**Study material**.
..............................

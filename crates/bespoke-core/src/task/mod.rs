//! Modelo persistido de una tarea bespoke y su repositorio.
mod repository;

pub use repository::TaskRepository;

use bespoke_domain::{BespokeOptimizationSchema, ForceField, FragmentationResult, QcRecord};
use chrono::{DateTime, Utc};
use serde::{Deserialize, Serialize};
use std::collections::{BTreeMap, VecDeque};

use crate::stage::Stage;
use crate::status::Status;
use crate::wire::{StageView, TaskView};

/// Una tarea de ajuste bespoke.
///
/// Los stages sólo se mueven entre `pending`, `running` y `completed`; el
/// conjunto total queda fijo al crear la tarea.
#[derive(Debug, Clone, PartialEq, Serialize, Deserialize)]
pub struct Task {
    pub id: u64,
    pub input: BespokeOptimizationSchema,
    pub pending: VecDeque<Stage>,
    pub running: Option<Stage>,
    pub completed: Vec<Stage>,
    pub created_at: DateTime<Utc>,
    pub updated_at: DateTime<Utc>,
}

impl Task {
    pub fn new(id: u64, input: BespokeOptimizationSchema, stages: Vec<Stage>) -> Self {
        let now = Utc::now();
        Self { id,
               input,
               pending: stages.into(),
               running: None,
               completed: Vec::new(),
               created_at: now,
               updated_at: now }
    }

    pub fn stage_count(&self) -> usize {
        self.pending.len() + usize::from(self.running.is_some()) + self.completed.len()
    }

    /// Estado derivado; nunca se almacena por separado.
    pub fn status(&self) -> Status {
        if self.last_completed_errored() {
            Status::Errored
        } else if self.running.is_some() {
            Status::Running
        } else if !self.pending.is_empty() {
            if self.completed.is_empty() {
                Status::Waiting
            } else {
                Status::Running
            }
        } else {
            self.completed.last().map(Stage::status).unwrap_or(Status::Success)
        }
    }

    /// Sin trabajo posible: último stage fallido o nada pendiente.
    pub fn is_terminal(&self) -> bool {
        self.last_completed_errored() || (self.running.is_none() && self.pending.is_empty())
    }

    fn last_completed_errored(&self) -> bool {
        self.completed.last().is_some_and(|s| s.status() == Status::Errored)
    }

    /// Stages en orden: completados, en curso, pendientes.
    pub fn stages(&self) -> impl Iterator<Item = &Stage> {
        self.completed.iter().chain(self.running.iter()).chain(self.pending.iter())
    }

    pub fn fragmentation_result(&self) -> Option<&FragmentationResult> {
        self.completed.iter().find_map(|s| match s {
                                 Stage::Fragmentation(f) if f.status == Status::Success => f.result.as_ref(),
                                 _ => None,
                             })
    }

    pub fn qc_results(&self) -> Option<&BTreeMap<usize, Vec<QcRecord>>> {
        self.completed.iter().find_map(|s| match s {
                                 Stage::QcGeneration(q) if q.status == Status::Success => q.results.as_ref(),
                                 _ => None,
                             })
    }

    pub fn refit_force_field(&self) -> Option<&ForceField> {
        self.completed.iter().find_map(|s| match s {
                                 Stage::Optimization(o) if o.status == Status::Success => {
                                     o.result.as_ref().map(|r| &r.refit_force_field)
                                 }
                                 _ => None,
                             })
    }

    pub fn touch(&mut self) {
        self.updated_at = Utc::now();
    }

    pub fn view(&self, self_link: String) -> TaskView {
        TaskView { id: self.id.to_string(),
                   self_link,
                   smiles: self.input.smiles.smiles().to_string(),
                   status: self.status(),
                   stages: self.stages()
                               .map(|s| StageView { kind: s.kind().to_string(),
                                                    status: s.status(),
                                                    error: s.error().map(str::to_string),
                                                    results: s.results_value() })
                               .collect(),
                   results: self.refit_force_field().and_then(|ff| serde_json::to_value(ff).ok()) }
    }
}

..............................

What lines hold the string "ForceField"? Pick them out of the data.

use bespoke_domain::{BespokeOptimizationSchema, ForceField, FragmentationResult, QcRecord};
    pub fn refit_force_field(&self) -> Option<&ForceField> {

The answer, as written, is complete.